For weeks, President Obama has been trying to balance candor about the sad state of the economy with confidence that the situation will eventually improve. Last week, despite plenty of contrary evidence, he leaned more heavily than ever toward the optimistic side.
In a speech at Georgetown University last Tuesday, Obama said his administration's recovery program is "starting to generate signs of economic progress." His message was that even though the economy remains in deep trouble, "recently we have seen tentative signs that the sharp decline in economic activity may be slowing."
Overall, however, the economic news last week was hardly reassuring. The government reported that retail sales dropped 1.1 percent, wholesale prices fell 1.2 percent, and industrial production declined 1.5 percent in March compared with February. Housing construction in March fell to the second-lowest level on record, and foreclosures jumped 17 percent from February to March. Indeed, Obama acknowledged the lingering problems by saying, "There will be more job loss, more foreclosures, and more pain" before things fully turn around. This week, despite some better than expected earning reports from financial firms like Bank of America, more bad news emerged. The index of U.S. leading economic indicators fell last month by 0.3 percent, which was steeper than forecast and suggests any recovery could still be off in the distance.
While polls show a solid majority of Americans are backing Obama, thousands of his critics (encouraged by Fox News and conservative organizations) held April 15 "tea party" protests that they hope will spur an antitax, anti-big-government movement. House Republican leader John Boehner said, "Our economy will improve, but it will be because of the ingenuity and hard work of American workers and small business, not because of the Washington Democrats' misguided policies that rely on recklessly spending taxpayer dollars."
White House aides say the significance of the tea parties' attendance was exaggerated by Obama opponents and argue that things are slowly getting better. They note that the administration's economic plans are now largely in place in the form of massive increases in government spending, efforts by the Federal Reserve to funnel money into the economy, and an ongoing overhaul of the financial industry. Now, the Obama team wants to find as many examples of progress as it can to inspire confidence in the nation's resilience and in the new president.
Last week, Obama announced that the 2,000th transportation project had been approved using money from his stimulus package, and both he and his surrogates will continue to make similar upbeat announcements in the coming weeks. White House Press Secretary Robert Gibbs says Obama is encouraged that his recovery plan is "kicking in." But he adds that the president is seeking a balance between calling attention to the positives and admitting that the economy is very sick and will take time to recover.
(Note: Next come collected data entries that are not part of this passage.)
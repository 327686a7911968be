//! Fixed-size byte types: EVM addresses and recoverable ECDSA signatures
//!
//! Both render as `0x`-prefixed lowercase hex and serialize as hex strings.

use crate::error::{Result, TypesError};
use serde::{Deserialize, Deserializer, Serialize, Serializer};
use std::fmt;
use std::str::FromStr;

/// Macro to generate hex-encoded fixed-size byte types
macro_rules! define_hex_bytes {
    ($name:ident, $len:literal, $kind:literal, $doc:literal) => {
        #[doc = $doc]
        #[derive(Clone, Copy, PartialEq, Eq, Hash, PartialOrd, Ord)]
        pub struct $name(pub [u8; $len]);

        impl $name {
            /// Byte length
            pub const LEN: usize = $len;

            /// Build from a slice of exactly `LEN` bytes
            pub fn from_slice(bytes: &[u8]) -> Result<Self> {
                let array: [u8; $len] =
                    bytes.try_into().map_err(|_| TypesError::InvalidLength {
                        kind: $kind,
                        expected: $len,
                        actual: bytes.len(),
                    })?;
                Ok(Self(array))
            }

            /// Parse from hex, with or without the `0x` prefix
            pub fn parse(s: &str) -> Result<Self> {
                let s = s.strip_prefix("0x").unwrap_or(s);
                let bytes = hex::decode(s).map_err(|e| TypesError::InvalidHex(e.to_string()))?;
                Self::from_slice(&bytes)
            }

            /// Raw bytes
            pub fn as_bytes(&self) -> &[u8; $len] {
                &self.0
            }
        }

        impl fmt::Display for $name {
            fn fmt(&self, f: &mut fmt::Formatter<'_>) -> fmt::Result {
                write!(f, "0x{}", hex::encode(self.0))
            }
        }

        impl fmt::Debug for $name {
            fn fmt(&self, f: &mut fmt::Formatter<'_>) -> fmt::Result {
                write!(f, "{}({})", stringify!($name), self)
            }
        }

        impl FromStr for $name {
            type Err = TypesError;

            fn from_str(s: &str) -> Result<Self> {
                Self::parse(s)
            }
        }

        impl From<[u8; $len]> for $name {
            fn from(bytes: [u8; $len]) -> Self {
                Self(bytes)
            }
        }

        impl Serialize for $name {
            fn serialize<S: Serializer>(&self, serializer: S) -> std::result::Result<S::Ok, S::Error> {
                serializer.serialize_str(&self.to_string())
            }
        }

        impl<'de> Deserialize<'de> for $name {
            fn deserialize<D: Deserializer<'de>>(deserializer: D) -> std::result::Result<Self, D::Error> {
                let s = String::deserialize(deserializer)?;
                Self::parse(&s).map_err(serde::de::Error::custom)
            }
        }
    };
}

define_hex_bytes!(Address, 20, "address", "20-byte EVM account or contract address");
define_hex_bytes!(
    EcdsaSignature,
    65,
    "signature",
    "Recoverable secp256k1 signature laid out as `r || s || v`"
);

impl Address {
    /// The null address; an unregistered one-click key maps here
    pub const ZERO: Address = Address([0u8; 20]);

    /// Whether this is the null address
    pub fn is_zero(&self) -> bool {
        self.0 == [0u8; 20]
    }
}

impl Default for Address {
    fn default() -> Self {
        Self::ZERO
    }
}

impl EcdsaSignature {
    /// Recovery byte `v`
    pub fn v(&self) -> u8 {
        self.0[64]
    }
}

#[cfg(test)]
mod tests {
    use super::*;

    #[test]
    fn test_address_roundtrip_display() {
        let addr = Address([0xab; 20]);
        let s = addr.to_string();
        assert_eq!(s, format!("0x{}", "ab".repeat(20)));
        assert_eq!(Address::parse(&s).unwrap(), addr);
        assert_eq!(s.parse::<Address>().unwrap(), addr);
    }

    #[test]
    fn test_address_rejects_wrong_length() {
        let err = Address::parse("0x1234").unwrap_err();
        assert_eq!(
            err,
            TypesError::InvalidLength {
                kind: "address",
                expected: 20,
                actual: 2
            }
        );
        assert!(matches!(Address::parse("0xzz"), Err(TypesError::InvalidHex(_))));
    }

    #[test]
    fn test_zero_address() {
        assert!(Address::ZERO.is_zero());
        assert!(Address::default().is_zero());
        assert!(!Address([1; 20]).is_zero());
    }

    #[test]
    fn test_signature_serde_as_hex() {
        let mut bytes = [7u8; 65];
        bytes[64] = 28;
        let sig = EcdsaSignature(bytes);
        let json = serde_json::to_string(&sig).unwrap();
        assert!(json.starts_with("\"0x0707"));
        let back: EcdsaSignature = serde_json::from_str(&json).unwrap();
        assert_eq!(back, sig);
        assert_eq!(back.v(), 28);
    }
}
Obama wants to show that he remains intensely focused on the domestic economy—voters' top concern—even though he has been traveling widely this month. He visited with foreign leaders in Europe and Turkey in early April and went to Mexico and Trinidad and Tobago last week to confer with Latin American leaders. "It has now been 12 weeks since my administration began," the president said at Georgetown. "And I think even our critics would agree with at the very least we've been busy. In just under three months, we have responded to an extraordinary set of economic challenges with extraordinary action—action that has been unprecedented in both its scale and its speed."
Echoing Obama, Federal Reserve Chairman Ben Bernanke said last week that there are "tentative signs" that the recession may be ending, citing home sales, home building (before the latest data came out), and consumer spending on cars and other products. The Fed's Beige Book, a regular survey of informal observations from its regional banks, offered a mixed report. It found that while "overall economic activity contracted further or remained weak" and the job market is not improving, five of its 12 regional banks are reporting a moderation in the rate of economic decline.